Some criminal justice reform measures taking hold slowly as judges and prosecutors oppose them

Two major reform bills passed by legislators in Sacramento are not getting much traction in practice in the state’s large counties

By Greg Moran
NOV. 24, 2019
 
5 AM

For more than half a decade the state Legislature has churned out scores of bills and new initiatives aimed at disassembling a vast criminal justice system built over nearly 40 years on tough-on-crime laws that increased punishments and swelled state prison populations.

The blizzard of new laws has put the state at the leading edge of the national criminal justice reform movement that aims at reversing mass incarceration policies by reducing prison sentences, opting for rehabilitation over punishment, and mandating new approaches to policing and prosecution.

Yet since the start of the reforms in 2011, when the Legislature passed a law known as public safety realignment that reconfigured the state penal system and kept more non-violent offenders in local jails instead of state prisons, prosecutors and law enforcement groups have opposed many of the changes.

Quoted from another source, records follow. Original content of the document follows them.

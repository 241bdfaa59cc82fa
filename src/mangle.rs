//! Deterministic mapping from Ada names to linker-visible names.
//!
//! Dotted names become underscored, nested subprograms incorporate their
//! parent's mangled name, and overloads disambiguate with their unique id.
//! `pragma Import` names are used verbatim.

use crate::intern::Interner;
use crate::symbols::{SymFlags, SymbolId, SymbolTable};

/// Computes the linker name of a symbol.
#[must_use]
pub fn mangle(table: &SymbolTable, names: &Interner, id: SymbolId) -> String {
    let sym = table.symbol(id);
    if sym.flags.contains(SymFlags::IMPORTED) {
        if let Some(external) = sym.link_name.as_ref().or(sym.external_name.as_ref()) {
            return external.clone();
        }
    }

    let mut parts: Vec<String> = Vec::new();
    let mut cursor = Some(id);
    while let Some(here) = cursor {
        let s = table.symbol(here);
        // Standard itself never appears in external names.
        if s.flags.contains(SymFlags::IS_PREDEFINED) && s.parent.is_none() {
            break;
        }
        parts.push(names.get(s.name).to_lowercase());
        cursor = s.parent;
    }
    parts.reverse();
    let mut out = parts.join("__");

    // Later members of an overload chain carry their unique id; the first
    // declaration keeps the plain name.
    if sym.kind.is_overloadable() && sym.next_overload.is_some() {
        out.push_str(&format!("__{}", sym.uid));
    }
    out
}

/// Name of the per-unit elaboration routine.
#[must_use]
pub fn elaboration_entry(unit_name: &str) -> String {
    format!("{}___elabb", unit_name.replace('.', "__").to_lowercase())
}

#[cfg(test)]
mod tests {
    use super::*;
    use crate::diag::{Diagnostics, SourceLoc};
    use crate::intern::Interner;
    use crate::symbols::{seed_standard, SymbolKind, SymbolTable};
    use crate::types::TypeRegistry;

    #[test]
    fn test_mangle_dotted_and_nested() {
        let mut names = Interner::new();
        let mut types = TypeRegistry::new();
        let mut table = SymbolTable::new();
        let mut diags = Diagnostics::new();
        seed_standard(&mut names, &mut types, &mut table, &mut diags);

        let pkg = table.alloc(SymbolKind::Package, names.intern("Text_IO"), SourceLoc::BUILTIN);
        table.push_scope(Some(pkg));
        let proc = table.alloc(
            SymbolKind::Procedure,
            names.intern("Put_Line"),
            SourceLoc::BUILTIN,
        );
        table.install(proc, &names, &mut diags);
        assert_eq!("text_io__put_line", mangle(&table, &names, proc));

        table.push_scope(Some(proc));
        let inner = table.alloc(SymbolKind::Procedure, names.intern("Flush"), SourceLoc::BUILTIN);
        table.install(inner, &names, &mut diags);
        assert_eq!("text_io__put_line__flush", mangle(&table, &names, inner));
    }

    #[test]
    fn test_mangle_overloads_are_injective() {
        let mut names = Interner::new();
        let mut types = TypeRegistry::new();
        let mut table = SymbolTable::new();
        let mut diags = Diagnostics::new();
        let std = seed_standard(&mut names, &mut types, &mut table, &mut diags);

        let p = names.intern("P");
        let first = table.alloc(SymbolKind::Procedure, p, SourceLoc::BUILTIN);
        table.symbol_mut(first).params = vec![];
        table.install(first, &names, &mut diags);
        let second = table.alloc(SymbolKind::Procedure, p, SourceLoc::BUILTIN);
        table.symbol_mut(second).params = vec![crate::symbols::Param {
            name: names.intern("X"),
            ty: std.integer,
            mode: crate::syntax::Mode::In,
            default: None,
        }];
        table.install(second, &names, &mut diags);

        let a = mangle(&table, &names, first);
        let b = mangle(&table, &names, second);
        assert_ne!(a, b);
        assert_eq!("p", a);
    }

    #[test]
    fn test_import_is_verbatim() {
        let mut names = Interner::new();
        let mut table = SymbolTable::new();
        let sym = table.alloc(SymbolKind::Function, names.intern("C_Getenv"), SourceLoc::BUILTIN);
        table.symbol_mut(sym).flags |= SymFlags::IMPORTED;
        table.symbol_mut(sym).external_name = Some("getenv".to_string());
        assert_eq!("getenv", mangle(&table, &names, sym));
    }
}
use std::fmt;

/// Identifies a source file registered with [`Diagnostics`].
#[derive(Debug, Clone, Copy, PartialEq, Eq, Hash)]
pub struct FileId(pub u32);

/// A position in a source file. Lines and columns are 1-based;
/// the zero location marks compiler-defined entities.
#[derive(Debug, Clone, Copy, PartialEq, Eq)]
pub struct SourceLoc {
    pub file: FileId,
    pub line: u32,
    pub column: u32,
}

impl SourceLoc {
    /// Location of entities that have no source text (package Standard).
    pub const BUILTIN: Self = Self {
        file: FileId(0),
        line: 0,
        column: 0,
    };

    #[must_use]
    pub fn new(file: FileId, line: u32, column: u32) -> Self {
        Self { file, line, column }
    }

    #[must_use]
    pub fn is_builtin(&self) -> bool {
        self.line == 0
    }
}

#[derive(Debug, Clone, Copy, PartialEq, Eq, PartialOrd, Ord)]
pub enum Severity {
    Note,
    Warning,
    Error,
}

impl fmt::Display for Severity {
    fn fmt(&self, f: &mut fmt::Formatter<'_>) -> fmt::Result {
        f.write_str(match self {
            Self::Note => "note",
            Self::Warning => "warning",
            Self::Error => "error",
        })
    }
}

/// One reported problem.
#[derive(Debug, Clone)]
pub struct Diagnostic {
    pub loc: SourceLoc,
    pub severity: Severity,
    pub message: String,
}

/// Accumulates diagnostics for a whole compilation.
///
/// Passes keep going past errors so that as many problems as possible are
/// reported in one run; the compilation is rejected at the end if
/// [`Diagnostics::has_errors`] is true. Warnings never affect acceptance.
#[derive(Debug, Default)]
pub struct Diagnostics {
    files: Vec<String>,
    list: Vec<Diagnostic>,
    errors: usize,
}

impl Diagnostics {
    #[must_use]
    pub fn new() -> Self {
        Self {
            // File 0 is reserved for compiler-defined entities.
            files: vec!["<standard>".to_string()],
            list: Vec::new(),
            errors: 0,
        }
    }

    pub fn add_file(&mut self, path: impl Into<String>) -> FileId {
        let id = FileId(self.files.len() as u32);
        self.files.push(path.into());
        id
    }

    #[must_use]
    pub fn file_path(&self, file: FileId) -> &str {
        &self.files[file.0 as usize]
    }

    pub fn report(&mut self, loc: SourceLoc, severity: Severity, message: impl Into<String>) {
        if severity == Severity::Error {
            self.errors += 1;
        }
        self.list.push(Diagnostic {
            loc,
            severity,
            message: message.into(),
        });
    }

    pub fn error(&mut self, loc: SourceLoc, message: impl Into<String>) {
        self.report(loc, Severity::Error, message);
    }

    pub fn warning(&mut self, loc: SourceLoc, message: impl Into<String>) {
        self.report(loc, Severity::Warning, message);
    }

    pub fn note(&mut self, loc: SourceLoc, message: impl Into<String>) {
        self.report(loc, Severity::Note, message);
    }

    /// An invariant breach inside the compiler itself. Aborts the compilation.
    pub fn fatal(&self, loc: SourceLoc, message: &str) -> ! {
        panic!("{}: fatal: {message}", LocDisplay { diags: self, loc })
    }

    #[must_use]
    pub fn has_errors(&self) -> bool {
        self.errors > 0
    }

    #[must_use]
    pub fn error_count(&self) -> usize {
        self.errors
    }

    #[must_use]
    pub fn iter(&self) -> impl Iterator<Item = &Diagnostic> {
        self.list.iter()
    }

    /// Renders one diagnostic as `file:line:column: severity: message`.
    #[must_use]
    pub fn format(&self, d: &Diagnostic) -> String {
        format!(
            "{}: {}: {}",
            LocDisplay {
                diags: self,
                loc: d.loc
            },
            d.severity,
            d.message
        )
    }
}

struct LocDisplay<'a> {
    diags: &'a Diagnostics,
    loc: SourceLoc,
}

impl fmt::Display for LocDisplay<'_> {
    fn fmt(&self, f: &mut fmt::Formatter<'_>) -> fmt::Result {
        write!(
            f,
            "{}:{}:{}",
            self.diags.file_path(self.loc.file),
            self.loc.line,
            self.loc.column
        )
    }
}

/// Edit distance used for "did you mean" suggestions.
#[must_use]
pub fn edit_distance(a: &str, b: &str) -> usize {
    let a: Vec<char> = a.chars().flat_map(char::to_lowercase).collect();
    let b: Vec<char> = b.chars().flat_map(char::to_lowercase).collect();
    let mut row: Vec<usize> = (0..=b.len()).collect();
    for (i, &ca) in a.iter().enumerate() {
        let mut prev = row[0];
        row[0] = i + 1;
        for (j, &cb) in b.iter().enumerate() {
            let cost = if ca == cb { prev } else { prev + 1 };
            prev = row[j + 1];
            row[j + 1] = cost.min(prev + 1).min(row[j] + 1);
        }
    }
    row[b.len()]
}

/// Picks the closest visible name within edit distance 2, if any.
#[must_use]
pub fn closest_match<'a, I>(name: &str, candidates: I) -> Option<&'a str>
where
    I: IntoIterator<Item = &'a str>,
{
    candidates
        .into_iter()
        .map(|c| (edit_distance(name, c), c))
        .filter(|&(d, _)| d > 0 && d <= 2)
        .min_by_key(|&(d, _)| d)
        .map(|(_, c)| c)
}

#[test]
fn test_edit_distance() {
    assert_eq!(0, edit_distance("Put_Line", "put_line"));
    assert_eq!(1, edit_distance("Put_Lin", "Put_Line"));
    assert_eq!(2, edit_distance("Pt_Lin", "Put_Line"));
    assert_eq!(3, edit_distance("abc", "xyz"));
}

#[test]
fn test_closest_match() {
    let names = ["Integer", "Boolean", "Character"];
    assert_eq!(
        Some("Integer"),
        closest_match("Intger", names.iter().copied())
    );
    assert_eq!(None, closest_match("Unrelated", names.iter().copied()));
    // An exact match is not a suggestion.
    assert_eq!(None, closest_match("integer", names.iter().copied()));
}

#[test]
fn test_format() {
    let mut diags = Diagnostics::new();
    let file = diags.add_file("hello.adb");
    diags.error(SourceLoc::new(file, 3, 14), "undeclared name");
    let rendered: Vec<String> = diags.iter().map(|d| diags.format(d)).collect();
    assert_eq!(rendered, ["hello.adb:3:14: error: undeclared name"]);
    assert!(diags.has_errors());
    assert_eq!(1, diags.error_count());
}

That opposition is reflected in how two major criminal justice reform laws are playing out nearly every day in courtrooms far from the legislative hallways of Sacramento. Data gathered by The San Diego Union-Tribune shows that more often than not prosecutors in six major counties ­ which collectively account for two of every three inmates sent to state prisons ­ are opposing bids by offenders seeking reduced sentences for accomplice-murder convictions or pre-trial diversion to mental health treatment instead of prosecution.